Zachu · 2022-01-20T08:19:15Z

I was also experiencing a memory issues in the last part of the image building with v1.7.0.

INFO[0380] Taking snapshot of full filesystem...        
Killed

I tried all kinds of combinations with --compressed-caching=false and removing the --reproducible flag, downgrading to v1.3.0 and stuff. I finally got the build to pass by using the --use-new-run flag.

--use-new-run

Use the experimental run implementation for detecting changes without requiring file system snapshots. In some cases, this may improve build performance by 75%.

So I guess you should put that into your toolbox while banging your head against the wall :)

Idok-viber · 2022-10-13T09:33:40Z

Also got this issue when building with v1.9.1.

INFO[0133] Taking snapshot of full filesystem...        
Killed

reverted back to v1.3.0 and it works.

cforce · 2022-11-07T09:04:59Z

I am using 1.9.0 and it seems to eat quite some memory. With or without --compressed-caching=false, --use-new-run same issue sporadically
"The node was low on resource: memory. Container build was using 5384444Ki, which exceeds its request of 0. Container helper was using 24720Ki, which exceeds its request of 0.
"The node was low on resource: memory. Container helper was using 9704Ki, which exceeds its request of 0. Container build was using 6871272Ki, which exceeds its request of 0."

7 GB to build an simple image ? The memory consumption is ridiculous. Why does the same with standard docker just works with 1x40 x less memory request?

codezart · 2023-05-03T20:21:15Z

I've got the same issue.
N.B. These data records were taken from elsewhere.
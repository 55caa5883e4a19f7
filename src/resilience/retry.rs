use std::fmt::Display;
use std::future::Future;

use tokio::time::{sleep, Duration};
use tracing::{error, warn};

use crate::config::settings::RetryConfig;
use crate::utils::constants::{
    DEFAULT_RETRY_ATTEMPTS, DEFAULT_RETRY_BASE_DELAY_MS, DEFAULT_RETRY_MAX_DELAY_MS,
};

#[derive(Debug, Clone)]
pub struct RetrySettings {
    pub attempts: u32,
    pub base_delay_ms: u64,
    pub max_delay_ms: u64,
}

impl Default for RetrySettings {
    fn default() -> Self {
        Self {
            attempts: DEFAULT_RETRY_ATTEMPTS,
            base_delay_ms: DEFAULT_RETRY_BASE_DELAY_MS,
            max_delay_ms: DEFAULT_RETRY_MAX_DELAY_MS,
        }
    }
}

impl From<Option<&RetryConfig>> for RetrySettings {
    fn from(retry: Option<&RetryConfig>) -> Self {
        Self {
            attempts: retry.and_then(|r| r.attempts).unwrap_or(DEFAULT_RETRY_ATTEMPTS).max(1),
            base_delay_ms: retry.and_then(|r| r.base_delay_ms).unwrap_or(DEFAULT_RETRY_BASE_DELAY_MS),
            max_delay_ms: retry.and_then(|r| r.max_delay_ms).unwrap_or(DEFAULT_RETRY_MAX_DELAY_MS),
        }
    }
}

impl RetrySettings {
    /// No repetition at all.
    pub fn single() -> Self {
        Self {
            attempts: 1,
            base_delay_ms: 0,
            max_delay_ms: 0,
        }
    }

    /// Run `operation` until it succeeds, fails with an error `should_retry`
    /// rejects, or attempts run out. Delay doubles up to `max_delay_ms`.
    pub async fn run_with_retry<F, Fut, T, E, P>(&self, mut operation: F, should_retry: P) -> Result<T, E>
    where
        F: FnMut() -> Fut,
        Fut: Future<Output = Result<T, E>>,
        E: Display,
        P: Fn(&E) -> bool,
    {
        let attempts = self.attempts.max(1);
        let mut delay = self.base_delay_ms;
        let mut attempt = 1;

        loop {
            match operation().await {
                Ok(value) => return Ok(value),
                Err(e) if attempt < attempts && should_retry(&e) => {
                    warn!("Attempt {attempt}/{attempts} failed: {e}");
                    sleep(Duration::from_millis(delay)).await;
                    delay = (delay * 2).min(self.max_delay_ms);
                    attempt += 1;
                }
                Err(e) => {
                    error!("giving up after attempt {attempt}/{attempts}: {e}");
                    return Err(e);
                }
            }
        }
    }
}
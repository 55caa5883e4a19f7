pub mod token_cache;
pub mod token_clock;
pub mod token_record;
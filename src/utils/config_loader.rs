use std::path::Path;

use anyhow::{Context, Result};

use crate::config::proc_loader::file_to_config;
use crate::config::provider::ServiceConfig;

pub async fn run(config_path: &str) -> Result<ServiceConfig> {
    let path = Path::new(config_path);
    file_to_config(path)
        .await
        .with_context(|| format!("cannot load config '{}'", config_path))
}
pub mod sink_file;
For my case, I'm using a git context and cloning it itself takes 10Gi+ and gets killed before initiating the build on the latest versions. I tried with a node with more than 16Gi and it worked 1 out of 3 times.

cforce · 2023-05-06T06:12:16Z

Kanicko feel like dead, i propose to switch to podman

jonaskello · 2023-06-08T19:27:56Z

We have the same problem, get this in gitlab ci:

INFO[0172] Taking snapshot of full filesystem...        
Killed
Cleaning up project directory and file based variables
ERROR: Job failed: command terminated with exit code 137

starkmatt · 2023-06-13T07:43:40Z

Solution for me was to use v1.9.2-debug with the following options:
--cache=true --compressed-caching=false --use-new-run --cleanup

This worked for me,
Thank you very much,

FYI For anyone else running into this.

zzzinho · 2023-07-10T09:05:32Z

I have the same problem in v1.12.1-debug

INFO[0206] Taking snapshot of full filesystem...        
Killed

ricardojdsilva87 · 2023-07-12T16:59:25Z

Hello everyone just to give my input, here are some CPU/RAM metrics with different kaniko versions.

Just to clarify the container where the build runs is using github actions hosted runners with 2core and 4GB RAM

Picture 1 - kaniko 1.9.2-debug with cache enabled --> Push failed with message Killed

Picture 2 - kaniko 1.9.2-debug with cache enabled and these settings --compressed-caching=false --use-new-run --cleanup Push failed with message Killed

Picture 3 - kaniko 1.12.1-debug with cache enabled and these settings --compressed-caching=false --use-new-run --cleanup Push failed with message Killed

Picture 4 - kaniko 1.3.0-debug with cache enabled (the flag --compressed-caching is not supported in this version) --> Push WORKS

The resulting image has around 500MB and the container uses around 1 core and less than the memory limit of the container (4GB). This build works if we increase the memory limit to 16GB that is an overkill and a waste of resources. The jobs that are killed are in fact using almost half of the memory (~2GB) of the job that was successful (3GB)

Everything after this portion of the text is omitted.